古曰诗颂皆被之金竹故非调五音无以谐会……今既不被管弦亦何取乎
古曰诗颂,皆被之金竹。故非调五音,无以谐会。……今既不被管弦,亦何取乎声律耶?
诗品中往往有谬论,此其一端。古诗并未尝调五音,正因其“被之金竹”,今诗取声律,正因其不被管弦。要明白这个道理,我们须先明白诗和音乐离合的历史。
我们在上文说过,诗有音有义,它是语言和音乐合成的,要明白诗的性质必须先研究语言的性质和音乐的性质。语言的性质已经分析过。音乐的性质非本文所能详论,现在只能就其和诗相关系处略说几句。音乐能否与语言相离呢?这是历来乐理学家争论最剧烈的一个问题。据一派学者说,音乐的起源就在语言。语言的声调随情思而起伏,语言的背面已有一种潜在的音乐,音乐家不过就语言所已有的音乐而加以铺张润色。最初的音乐是歌唱,歌唱是语言的情感化,乐器所弹奏的音乐则起于歌唱。照这样说,音乐是从诗歌里出来的,和诗歌一样是表现情感的。这在乐理上通常叫做“表现说”,哲学家叔本华和斯宾塞,音乐家瓦格纳都是此说的代表,但是近来一般形式派和科学派的乐理学家对此说极不满意。依德国韩斯立克(Hanslick)说,音乐虽能激动情感,却不能“表现”情感,它只是一种形式美。音乐既非情感的表现,就不能说是起于语言。据德国瓦勒谢克(Wallaschek)的研究,野蛮民族所唱的歌调常毫无意义,他们欢喜唱它听它,都只是因为它音调和谐。儿歌也是如此。谷鲁司(E.Grosse)在他的《艺术起源论》里也说:“原始的抒情诗最重的成分是音乐,至于意义还在其次。”德国斯通普夫(Stumpf)和法国德拉库瓦(Delacroix)都反对音乐起于语言说。依他们看,乐调的高低有定准,语调的高低无定准。音乐所用的音是有定量的,音阶是断续的;语言所用的音是无定量的,音阶是一线联贯而不是断续的,所以语言不能产生音乐,音乐是离语言而独立的。依这一说,诗歌起源于音乐,语言是后加入的成分。
拿野蛮民族的歌调来看,后一说的证据比较充分,在历史上诗的音先于义,音乐的成分是原始的,语言的成分是后加的。
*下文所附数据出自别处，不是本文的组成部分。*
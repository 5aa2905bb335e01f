//! Wave spawner
//!
//! Spawns waves of agents around an anchor. A wave picks a random size,
//! spawns one agent per `spawn_interval`, and once every agent it spawned
//! has left the roster, the next wave starts `time_between_waves` after the
//! previous one finished spawning.

use crate::config::{AgentConfig, BehaviorTuning};
use crate::navigation::{random_in_unit_disc, Navigation};
use crate::presentation::Presentation;
use crate::roster::AgentRoster;
use crate::target::TargetRef;
use horde_core::EntityId;
use horde_math::Vec3;
use rand::seq::SliceRandom;
use rand::Rng;
use serde::{Deserialize, Serialize};
use std::sync::Arc;

/// Wave timing and size
#[derive(Debug, Clone, PartialEq, Serialize, Deserialize)]
#[serde(default)]
pub struct WaveSettings {
    pub min_enemies_per_wave: u32,
    pub max_enemies_per_wave: u32,
    /// Seconds between spawns within a wave
    pub spawn_interval: f32,
    /// Seconds from one wave finishing to the next starting
    pub time_between_waves: f32,
    /// Spawn disc radius around the anchor
    pub spawn_radius: f32,
}

impl Default for WaveSettings {
    fn default() -> Self {
        Self {
            min_enemies_per_wave: 3,
            max_enemies_per_wave: 8,
            spawn_interval: 2.0,
            time_between_waves: 20.0,
            spawn_radius: 5.0,
        }
    }
}

/// Wave lifecycle events
#[derive(Debug, Clone, PartialEq)]
pub enum WaveEvent {
    Started { wave: u32, size: u32 },
    Spawned { wave: u32, agent: EntityId },
    /// Every unit of the wave has been spawned (or skipped)
    Completed { wave: u32, spawned: u32 },
    /// A live agent left the roster
    EnemyRemoved { agent: EntityId, remaining: u32 },
}

/// A wave being spawned
#[derive(Debug, Clone, Copy)]
struct SpawnSchedule {
    size: u32,
    attempted: u32,
    spawned: u32,
    next_spawn_time: f64,
}

/// Spawns and tracks waves of agents
#[derive(Debug)]
pub struct WaveSpawner {
    settings: WaveSettings,
    anchor: Vec3,
    configs: Vec<Arc<AgentConfig>>,
    tuning: Arc<BehaviorTuning>,
    target: TargetRef,
    /// Agents spawned by this spawner still in the roster
    live: Vec<EntityId>,
    enemies_remaining: u32,
    current_wave: u32,
    /// `None` until the first wave, which starts immediately
    next_wave_time: Option<f64>,
    schedule: Option<SpawnSchedule>,
}

impl WaveSpawner {
    pub fn new(settings: WaveSettings, anchor: Vec3) -> Self {
        Self {
            settings,
            anchor,
            configs: Vec::new(),
            tuning: Arc::new(BehaviorTuning::default()),
            target: TargetRef::none(),
            live: Vec::new(),
            enemies_remaining: 0,
            current_wave: 0,
            next_wave_time: None,
            schedule: None,
        }
    }

    /// Register a config units may be drawn from
    pub fn with_config(mut self, config: AgentConfig) -> Self {
        self.configs.push(Arc::new(config));
        self
    }

    pub fn with_configs(mut self, configs: impl IntoIterator<Item = AgentConfig>) -> Self {
        self.configs.extend(configs.into_iter().map(Arc::new));
        self
    }

    pub fn with_tuning(mut self, tuning: BehaviorTuning) -> Self {
        self.tuning = Arc::new(tuning);
        self
    }

    /// Target handed to every spawned agent
    pub fn with_target(mut self, target: TargetRef) -> Self {
        self.target = target;
        self
    }

    pub fn settings(&self) -> &WaveSettings {
        &self.settings
    }

    pub fn anchor(&self) -> Vec3 {
        self.anchor
    }

    pub fn enemies_remaining(&self) -> u32 {
        self.enemies_remaining
    }

    pub fn current_wave(&self) -> u32 {
        self.current_wave
    }

    pub fn is_spawning(&self) -> bool {
        self.schedule.is_some()
    }

    pub fn next_wave_time(&self) -> Option<f64> {
        self.next_wave_time
    }

    pub fn live_agents(&self) -> &[EntityId] {
        &self.live
    }

    /// Advance waves to game time `now`
    pub fn tick<R: Rng + ?Sized>(
        &mut self,
        now: f64,
        roster: &mut AgentRoster,
        nav: &mut dyn Navigation,
        presentation: &mut dyn Presentation,
        rng: &mut R,
    ) -> Vec<WaveEvent> {
        let mut events = Vec::new();
        self.prune(roster, &mut events);

        let wave_due = self.next_wave_time.map_or(true, |time| now >= time);
        if self.schedule.is_none() && self.enemies_remaining == 0 && wave_due {
            self.start_wave(now, rng, &mut events);
        }

        self.advance_schedule(now, roster, nav, presentation, rng, &mut events);
        events
    }

    fn prune(&mut self, roster: &AgentRoster, events: &mut Vec<WaveEvent>) {
        let enemies_remaining = &mut self.enemies_remaining;
        self.live.retain(|&agent| {
            if roster.contains(agent) {
                return true;
            }
            *enemies_remaining = enemies_remaining.saturating_sub(1);
            log::info!("Enemy {} removed, {} remaining", agent, enemies_remaining);
            events.push(WaveEvent::EnemyRemoved {
                agent,
                remaining: *enemies_remaining,
            });
            false
        });
    }

    fn start_wave<R: Rng + ?Sized>(&mut self, now: f64, rng: &mut R, events: &mut Vec<WaveEvent>) {
        let min = self.settings.min_enemies_per_wave;
        let max = self.settings.max_enemies_per_wave.max(min);
        let size = rng.gen_range(min..=max);

        self.current_wave += 1;
        self.schedule = Some(SpawnSchedule {
            size,
            attempted: 0,
            spawned: 0,
            next_spawn_time: now,
        });

        log::info!("Starting wave {} with {} enemies", self.current_wave, size);
        events.push(WaveEvent::Started {
            wave: self.current_wave,
            size,
        });
    }

    fn advance_schedule<R: Rng + ?Sized>(
        &mut self,
        now: f64,
        roster: &mut AgentRoster,
        nav: &mut dyn Navigation,
        presentation: &mut dyn Presentation,
        rng: &mut R,
        events: &mut Vec<WaveEvent>,
    ) {
        let Some(mut schedule) = self.schedule else {
            return;
        };
        let interval = f64::from(self.settings.spawn_interval.max(0.0));

        while now >= schedule.next_spawn_time {
            if schedule.attempted == schedule.size {
                log::info!(
                    "Wave {} complete: {} of {} spawned",
                    self.current_wave,
                    schedule.spawned,
                    schedule.size
                );
                events.push(WaveEvent::Completed {
                    wave: self.current_wave,
                    spawned: schedule.spawned,
                });
                self.schedule = None;
                self.next_wave_time =
                    Some(now + f64::from(self.settings.time_between_waves));
                return;
            }

            schedule.attempted += 1;
            if let Some(agent) = self.spawn_one(schedule.attempted, roster, nav, presentation, rng) {
                schedule.spawned += 1;
                events.push(WaveEvent::Spawned {
                    wave: self.current_wave,
                    agent,
                });
            }
            schedule.next_spawn_time += interval;
        }

        self.schedule = Some(schedule);
    }

    fn spawn_one<R: Rng + ?Sized>(
        &mut self,
        index: u32,
        roster: &mut AgentRoster,
        nav: &mut dyn Navigation,
        presentation: &mut dyn Presentation,
        rng: &mut R,
    ) -> Option<EntityId> {
        let Some(config) = self.configs.choose(rng).cloned() else {
            log::warn!("No enemy configs registered, skipping spawn");
            return None;
        };
        if config.prefab.is_none() {
            log::warn!("Enemy config '{}' has no prefab, skipping spawn", config.name);
            return None;
        }

        let radius = self.settings.spawn_radius;
        let raw = self.anchor + random_in_unit_disc(rng) * radius;
        let position = nav.find_walkable_point_near(raw, radius).unwrap_or_else(|| {
            log::warn!("No walkable point near {:?}, spawning there anyway", raw);
            raw
        });

        let spawned = roster.spawn(
            config.clone(),
            self.tuning.clone(),
            position,
            self.target.clone(),
            nav,
            presentation,
        );
        match spawned {
            Ok(agent) => {
                let name = format!("{}_{}_{}", config.name, self.current_wave, index);
                if let Some(a) = roster.get_mut(agent) {
                    a.set_name(name.clone());
                }
                self.live.push(agent);
                self.enemies_remaining += 1;
                log::info!("Spawned {} at {:?}", name, position);
                Some(agent)
            }
            Err(err) => {
                log::warn!("Failed to spawn '{}': {}", config.name, err);
                None
            }
        }
    }
}

#[cfg(test)]
mod tests {
    use super::*;
    use crate::navmesh::{GridNavMesh, GridNavigation};
    use crate::presentation::RecordingPresentation;
    use rand::rngs::StdRng;
    use rand::SeedableRng;

    struct World {
        spawner: WaveSpawner,
        roster: AgentRoster,
        nav: GridNavigation,
        presentation: RecordingPresentation,
        rng: StdRng,
    }

    impl World {
        fn new(spawner: WaveSpawner) -> Self {
            Self {
                spawner,
                roster: AgentRoster::new(),
                nav: GridNavigation::new(GridNavMesh::centered(Vec3::ZERO, 40.0, 40.0, 1.0)),
                presentation: RecordingPresentation::new(),
                rng: StdRng::seed_from_u64(11),
            }
        }

        fn tick(&mut self, now: f64) -> Vec<WaveEvent> {
            self.spawner.tick(
                now,
                &mut self.roster,
                &mut self.nav,
                &mut self.presentation,
                &mut self.rng,
            )
        }
    }

    fn fixed(size: u32) -> WaveSettings {
        WaveSettings {
            min_enemies_per_wave: size,
            max_enemies_per_wave: size,
            ..WaveSettings::default()
        }
    }

    fn grunt() -> AgentConfig {
        AgentConfig::new("Grunt").with_prefab("grunt")
    }

    #[test]
    fn test_first_wave_starts_immediately() {
        let mut world = World::new(WaveSpawner::new(fixed(3), Vec3::ZERO).with_config(grunt()));

        let events = world.tick(0.0);
        assert_eq!(events[0], WaveEvent::Started { wave: 1, size: 3 });
        assert!(matches!(events[1], WaveEvent::Spawned { wave: 1, .. }));
        assert_eq!(world.roster.len(), 1);
    }

    #[test]
    fn test_spawns_are_spaced_by_interval() {
        let mut world = World::new(WaveSpawner::new(fixed(3), Vec3::ZERO).with_config(grunt()));

        world.tick(0.0);
        world.tick(1.9);
        assert_eq!(world.roster.len(), 1);
        world.tick(2.0);
        assert_eq!(world.roster.len(), 2);
        world.tick(4.0);
        assert_eq!(world.roster.len(), 3);
        assert!(world.spawner.is_spawning());

        let events = world.tick(6.0);
        assert_eq!(events, vec![WaveEvent::Completed { wave: 1, spawned: 3 }]);
        assert_eq!(world.spawner.next_wave_time(), Some(26.0));
        assert_eq!(world.spawner.enemies_remaining(), 3);
    }

    #[test]
    fn test_spawn_positions_stay_in_radius() {
        let anchor = Vec3::new(3.0, 0.0, -2.0);
        let mut world = World::new(WaveSpawner::new(fixed(5), anchor).with_config(grunt()));
        for step in 0..5 {
            world.tick(f64::from(step) * 2.0);
        }

        assert_eq!(world.roster.len(), 5);
        for agent in world.roster.iter() {
            // Snapping may move a point by up to half a cell diagonal
            assert!(agent.position().horizontal().distance(anchor) <= 5.0 + 0.75);
        }
    }

    #[test]
    fn test_agents_are_named_by_wave() {
        let mut world = World::new(WaveSpawner::new(fixed(1), Vec3::ZERO).with_config(grunt()));
        world.tick(0.0);

        let agent = world.roster.iter().next().unwrap();
        assert_eq!(agent.name(), "Grunt_1_1");
    }

    #[test]
    fn test_no_configs_skips_units() {
        let mut world = World::new(WaveSpawner::new(fixed(2), Vec3::ZERO));

        world.tick(0.0);
        world.tick(2.0);
        let events = world.tick(4.0);

        assert!(world.roster.is_empty());
        assert_eq!(world.spawner.enemies_remaining(), 0);
        assert_eq!(events, vec![WaveEvent::Completed { wave: 1, spawned: 0 }]);
    }

    #[test]
    fn test_config_without_prefab_is_skipped() {
        let mut world = World::new(
            WaveSpawner::new(fixed(1), Vec3::ZERO).with_config(AgentConfig::new("Ghost")),
        );
        world.tick(0.0);

        assert!(world.roster.is_empty());
        assert_eq!(world.spawner.enemies_remaining(), 0);
    }

    #[test]
    fn test_wave_size_within_bounds() {
        let settings = WaveSettings {
            min_enemies_per_wave: 2,
            max_enemies_per_wave: 4,
            ..WaveSettings::default()
        };
        let mut world = World::new(WaveSpawner::new(settings, Vec3::ZERO).with_config(grunt()));

        let events = world.tick(0.0);
        let WaveEvent::Started { size, .. } = events[0] else {
            panic!("expected a wave start, got {:?}", events[0]);
        };
        assert!((2..=4).contains(&size));
    }
}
原始人民的情感生活较重于理智生活,照理说原应如此。后来理智渐开,诗的“义”的成分也逐渐扩大。我们分析诗的音和义的离合,可以得到四个时期:
1. 诗有音无义。这是最原始的诗,儿歌和野蛮民族的歌谣都属此类。它还没有和音乐分开。
2. 诗以义就音。这是诗的正式成立期,较进化的民族歌谣属于此类。语言掺入音乐里去,但是把自己本来音调丢开而迁就从前已有的歌调,音乐为主,语言为辅。
3. 诗重义轻音。这是在做诗者由全民众而变为个人的时期,诗人于是逐渐抛开从前已有的歌调而做独立的诗歌,诗于是逐渐变成不可歌的,音乐的成分于是和语言的成分逐渐相分离。这时候起始有无诗的调,有无调的诗。
4. 诗重文字本身的音。这是在做诗成为文人阶级的特别职务的时期。诗与乐曲完全分开。从前诗的音乐大半在乐曲上见出,现在不用乐曲,诗人于是设法在文字本身上见出音乐。从前诗的语言须依乐曲歌唱,现在它只能诵读。诵读的节奏不完全是语言本身的,也不完全是音乐的,它是语言节奏和音乐节奏的调和。艺术在这个时期由自然流露的,变而为自觉的有意造作的,所以声律的考究最大。
这是诗和音乐离合的一个公式,中国诗也只是这个公式中一个实例。诗有音无义时期在中国现已不可考,但是一般“戏迷”对于京戏的嗜好,仍然可以帮助我们想象到原始人民如何爱好乐调,不顾文词。中国诗的历史从以义就音的时期起。《诗经》和汉朝的“乐府歌辞”大半是可歌的,歌各有曲调,曲调与诗词虽相谐合而即可分立,正如现在歌词和乐谱一样。诗以义就音时每收句尾一音是最关键,句中各字音的高低长短可以随曲调而转移,平声字唱高些唱短促些可以变成仄声字,仄声字唱长些也可以变为平声字。所以汉魏以前诗只考究韵而不很考究声。